◆ **TASK BRIEF**: Set down exactly the lines of the listing below that begin at the one containing "pub const OFF: Rgb = Rgb::new(0, 0, 0);" and end at the last line, both included.

◆ **MATERIAL FOR THIS EXERCISE**:
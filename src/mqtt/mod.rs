//! # MQTT Integration Module
//!
//! Everything that touches the message bus: the wire format, the transport seam
//! and the `rumqttc` client behind it.
//!
//! ## Module Architecture
//!
//! ```text
//! mqtt/
//! ├── config.rs           - Broker endpoint, credentials and client tuning
//! ├── codec.rs            - Topic scheme, status/last-will decoding, command encoding
//! ├── message_manager.rs  - Timestamped message value used for traffic logging
//! ├── transport.rs        - Transport / TransportListener traits
//! └── mqtt_handler.rs     - rumqttc implementation of Transport
//! ```
//!
//! ## Topic Scheme
//!
//! ```text
//! lightstrips/cmd                 broadcast command (only ever cleared)
//! lightstrips/<id>/cmd            per-device command, JSON
//! lightstrips/<id>/sts            per-device status, JSON, subscribed via +
//! lightstrips/<id>/last-will      "online" / "offline", subscribed via +
//! ```
//!
//! The bridge only depends on [`transport::Transport`]; tests swap the real
//! client for an in-memory one.

pub mod codec;
pub mod config;
pub mod message_manager;
pub mod mqtt_handler;
pub mod transport;

pub use codec::{CodecError, MessageKind, OnlineState, StatusUpdate};
pub use config::{MQTTServer, MqttConfig};
pub use message_manager::MQTTMessage;
pub use mqtt_handler::MqttHandler;
pub use transport::{Transport, TransportError, TransportListener};
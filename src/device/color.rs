use serde::{Deserialize, Serialize};
use std::fmt;
use std::str::FromStr;

use crate::mqtt::codec::CodecError;

/// A 24-bit color as it travels on the bus: one byte per channel.
///
/// The textual form used by presentation code is `#rrggbb`. [`fmt::Display`]
/// always writes lowercase hex; [`FromStr`] accepts either case.
#[derive(Debug, Default, Clone, Copy, PartialEq, Eq, Hash, Serialize, Deserialize)]
pub struct Rgb {
    pub red: u8,
    pub green: u8,
    pub blue: u8,
}

impl Rgb {
    pub const OFF: Rgb = Rgb::new(0, 0, 0);

    pub const fn new(red: u8, green: u8, blue: u8) -> Self {
        Self { red, green, blue }
    }
}

impl fmt::Display for Rgb {
    fn fmt(&self, f: &mut fmt::Formatter) -> fmt::Result {
        write!(f, "#{:02x}{:02x}{:02x}", self.red, self.green, self.blue)
    }
}

impl FromStr for Rgb {
    type Err = CodecError;

    fn from_str(s: &str) -> Result<Self, Self::Err> {
        let hex = s
            .strip_prefix('#')
            .ok_or_else(|| CodecError::InvalidColor(s.to_string()))?;

        if hex.len() != 6 || !hex.chars().all(|c| c.is_ascii_hexdigit()) {
            return Err(CodecError::InvalidColor(s.to_string()));
        }

        let channel = |range: std::ops::Range<usize>| {
            u8::from_str_radix(&hex[range], 16).map_err(|_| CodecError::InvalidColor(s.to_string()))
        };

        Ok(Rgb::new(channel(0..2)?, channel(2..4)?, channel(4..6)?))
    }
}

/// Parses a fixed palette written as `#rrggbb` literals.
///
/// Used for the compile-time palettes of the probe and the animation, where a
/// bad literal is a programming error caught by the unit tests.
pub(crate) fn palette(colors: &[&str]) -> Vec<Rgb> {
    colors.iter().filter_map(|c| c.parse().ok()).collect()
}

◆ **YOUR SOLUTION**:
    pub const OFF: Rgb = Rgb::new(0, 0, 0);

    pub const fn new(red: u8, green: u8, blue: u8) -> Self {
        Self { red, green, blue }
    }
}

impl fmt::Display for Rgb {
    fn fmt(&self, f: &mut fmt::Formatter) -> fmt::Result {
        write!(f, "#{:02x}{:02x}{:02x}", self.red, self.green, self.blue)
    }
}

impl FromStr for Rgb {
    type Err = CodecError;

    fn from_str(s: &str) -> Result<Self, Self::Err> {
        let hex = s
            .strip_prefix('#')
            .ok_or_else(|| CodecError::InvalidColor(s.to_string()))?;

        if hex.len() != 6 || !hex.chars().all(|c| c.is_ascii_hexdigit()) {
            return Err(CodecError::InvalidColor(s.to_string()));
        }

        let channel = |range: std::ops::Range<usize>| {
            u8::from_str_radix(&hex[range], 16).map_err(|_| CodecError::InvalidColor(s.to_string()))
        };

        Ok(Rgb::new(channel(0..2)?, channel(2..4)?, channel(4..6)?))
    }
}

/// Parses a fixed palette written as `#rrggbb` literals.
///
/// Used for the compile-time palettes of the probe and the animation, where a
/// bad literal is a programming error caught by the unit tests.
pub(crate) fn palette(colors: &[&str]) -> Vec<Rgb> {
    colors.iter().filter_map(|c| c.parse().ok()).collect()
}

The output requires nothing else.